5 exercises — practising at, on, in, by, for, and during with sprint planning, standups, and deployment schedules.
0 / 5 completed
1 / 5
The deployment is scheduled _____ midnight to minimise user impact. Which preposition is correct?
Use "at" with specific clock times and precise points in time: at midnight, at 3:00 AM, at noon, at the end of the sprint. "In" is used with longer periods (in the morning, in Q3, in the sprint). "On" is used with days and dates (on Monday, on 15 June). "By midnight" would mean "no later than midnight" — a deadline, not a scheduled moment. Always use "at" when referring to a clock time or a precise time marker.
2 / 5
We will review the pull requests _____ Monday's standup. Which preposition is correct?
"During" means "within the time span of" an event or period, making it correct for activities that happen inside a named event like a meeting. "During Monday's standup" = within the standup meeting on Monday. "At Monday's standup" is also common in spoken English and technically acceptable, but "during" more precisely conveys that the review happens as part of the meeting. "On" is used with days alone ("on Monday"), not with named events. "In" is used for longer time periods.
3 / 5
The bug fix must be merged _____ Friday or we miss the release window. Which preposition expresses a deadline?
"By" expresses a deadline — the action must be completed no later than the stated time. "By Friday" means "at some point before Friday ends". This is essential vocabulary for sprint planning and release management. "On Friday" means the action happens on that specific day (no urgency implied). "At Friday" is incorrect. "In Friday" is incorrect — "in" is used with months, years, or periods (in June, in 2024, in the sprint), not with days.
4 / 5
The senior engineer has been working _____ this refactor _____ three weeks. Which preposition pair is correct?
"Working on" is the correct collocation — you work on a task, project, or refactor. "For" expresses a duration of time (for three weeks, for two hours, for six months). "Since" is used with a starting point in time ("since January", "since Monday"), not with a duration. "In" and "at" do not collocate with "working" in this context.
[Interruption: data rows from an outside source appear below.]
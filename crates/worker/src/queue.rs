//! Deduplicating FIFO queue of icon generation requests.

use std::collections::HashSet;
use std::sync::{Arc, Mutex};

use tokio::sync::mpsc;

/// Sender half of the icon queue.
///
/// Names are delivered to the single worker in enqueue order. A name
/// that is already pending, or currently being processed, is not
/// enqueued again; it becomes eligible once the worker calls
/// [`IconQueue::finish`] for it.
pub struct IconQueue {
    tx: mpsc::UnboundedSender<String>,
    active: Mutex<HashSet<String>>,
}

/// Receiver half, owned by the worker.
pub struct QueueReceiver {
    rx: mpsc::UnboundedReceiver<String>,
}

/// Create a connected queue pair.
pub fn channel() -> (Arc<IconQueue>, QueueReceiver) {
    let (tx, rx) = mpsc::unbounded_channel();
    let queue = Arc::new(IconQueue {
        tx,
        active: Mutex::new(HashSet::new()),
    });
    (queue, QueueReceiver { rx })
}

impl IconQueue {
    /// Request icon generation for `name`.
    ///
    /// Returns whether the request was actually enqueued; `false` means
    /// an identical request is already pending or in flight.
    pub fn enqueue(&self, name: &str) -> bool {
        let mut active = self.active.lock().unwrap();
        if !active.insert(name.to_string()) {
            return false;
        }
        if self.tx.send(name.to_string()).is_err() {
            // Worker is gone; drop the reservation so a restart can
            // re-enqueue.
            active.remove(name);
            return false;
        }
        true
    }

    /// Release `name` after the worker finished (or failed) processing
    /// it, making it eligible for a new request.
    pub fn finish(&self, name: &str) {
        self.active.lock().unwrap().remove(name);
    }

    /// Number of requests currently pending or in flight.
    pub fn len(&self) -> usize {
        self.active.lock().unwrap().len()
    }

    pub fn is_empty(&self) -> bool {
        self.len() == 0
    }
}

impl QueueReceiver {
    pub(crate) async fn recv(&mut self) -> Option<String> {
        self.rx.recv().await
    }
}
//! The background icon worker.

use std::sync::atomic::{AtomicBool, Ordering};
use std::sync::Arc;

use tokio::sync::Notify;
use tokio_util::sync::CancellationToken;

use tessera_pipeline::Cascade;

use crate::queue::{IconQueue, QueueReceiver};

/// One-shot start signal for the worker.
///
/// Requests can be enqueued from the moment the queue exists, but the
/// worker does not touch the generators until the gate opens. The server
/// opens it right after the listener is bound, so generation never
/// delays startup.
#[derive(Default)]
pub struct StartGate {
    opened: AtomicBool,
    notify: Notify,
}

impl StartGate {
    pub fn open(&self) {
        self.opened.store(true, Ordering::Release);
        self.notify.notify_waiters();
    }

    pub async fn wait(&self) {
        loop {
            if self.opened.load(Ordering::Acquire) {
                return;
            }
            let notified = self.notify.notified();
            if self.opened.load(Ordering::Acquire) {
                return;
            }
            notified.await;
        }
    }
}

/// Single consumer of the icon queue.
///
/// Runs cascade invocations strictly one at a time, so concurrent
/// requests for different items are serialized and duplicate requests
/// for the same item collapse in the queue.
pub struct IconWorker {
    queue: Arc<IconQueue>,
    rx: QueueReceiver,
    cascade: Arc<Cascade>,
    gate: Arc<StartGate>,
}

impl IconWorker {
    pub fn new(
        queue: Arc<IconQueue>,
        rx: QueueReceiver,
        cascade: Arc<Cascade>,
        gate: Arc<StartGate>,
    ) -> Self {
        Self {
            queue,
            rx,
            cascade,
            gate,
        }
    }

    /// Drain the queue until cancelled or all senders are dropped.
    ///
    /// A failed cascade is logged and released; the item stays eligible
    /// for a later request, so one bad generator run never wedges the
    /// queue.
    pub async fn run(mut self, cancel: CancellationToken) {
        tokio::select! {
            _ = cancel.cancelled() => return,
            _ = self.gate.wait() => {}
        }
        tracing::info!("icon worker started");

        loop {
            let name = tokio::select! {
                _ = cancel.cancelled() => break,
                next = self.rx.recv() => match next {
                    Some(name) => name,
                    None => break,
                },
            };

            tracing::debug!(item = %name, "processing icon request");
            match self.cascade.run(&name).await {
                Ok(outcome) if outcome.generated_any() => {
                    tracing::info!(
                        item = %name,
                        stages = outcome.ran.len(),
                        "icon chain updated"
                    );
                }
                Ok(_) => {
                    tracing::debug!(item = %name, "icon chain already fresh");
                }
                Err(err) => match err.stage() {
                    Some(stage) => {
                        tracing::warn!(item = %name, %stage, error = %err, "icon generation failed");
                    }
                    None => {
                        tracing::warn!(item = %name, error = %err, "icon generation failed");
                    }
                },
            }
            self.queue.finish(&name);
        }

        tracing::info!("icon worker stopped");
    }
}
//! Prompt context gathering for processes.

use std::path::Path;

/// Maximum README excerpt length fed into summary prompts.
const README_EXCERPT_LEN: usize = 3000;

/// README filenames checked in a process workdir, in priority order.
const README_NAMES: &[&str] = &["README.md", "readme.md", "README.txt", "readme.txt"];

/// Read a README excerpt from a process workdir. Best-effort.
pub async fn find_readme(workdir: &Path) -> Option<String> {
    for name in README_NAMES {
        let path = workdir.join(name);
        if let Ok(mut content) = tokio::fs::read_to_string(&path).await {
            if content.len() > README_EXCERPT_LEN {
                let mut end = README_EXCERPT_LEN;
                while !content.is_char_boundary(end) {
                    end -= 1;
                }
                content.truncate(end);
            }
            return Some(content);
        }
    }
    None
}

#[cfg(test)]
mod tests {
    use super::*;

    #[tokio::test]
    async fn reads_first_matching_readme() {
        let dir = tempfile::tempdir().unwrap();
        std::fs::write(dir.path().join("readme.md"), "# lower").unwrap();
        std::fs::write(dir.path().join("README.md"), "# upper").unwrap();

        assert_eq!(find_readme(dir.path()).await.as_deref(), Some("# upper"));
    }

    #[tokio::test]
    async fn missing_readme_is_none() {
        let dir = tempfile::tempdir().unwrap();
        assert!(find_readme(dir.path()).await.is_none());
    }

    #[tokio::test]
    async fn long_readme_is_truncated() {
        let dir = tempfile::tempdir().unwrap();
        std::fs::write(dir.path().join("README.md"), "x".repeat(10_000)).unwrap();

        let excerpt = find_readme(dir.path()).await.unwrap();
        assert_eq!(excerpt.len(), README_EXCERPT_LEN);
    }
}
The phrase "has been working on X for Y" is a standard present-perfect progressive pattern for ongoing work.
5 / 5
The team completed 34 story points _____ the last sprint. Which preposition is correct?
Use "in" with defined periods of time such as sprints, quarters, months, and years: in the last sprint, in Q2, in 2024, in the last release cycle. "During" is also possible ("during the last sprint") and equally correct — both "in" and "during" work with named time periods. However, "in" is slightly more idiomatic in Agile and project-management English when referring to sprints and iterations. "At" and "on" are incorrect here because they are used for points in time, not periods.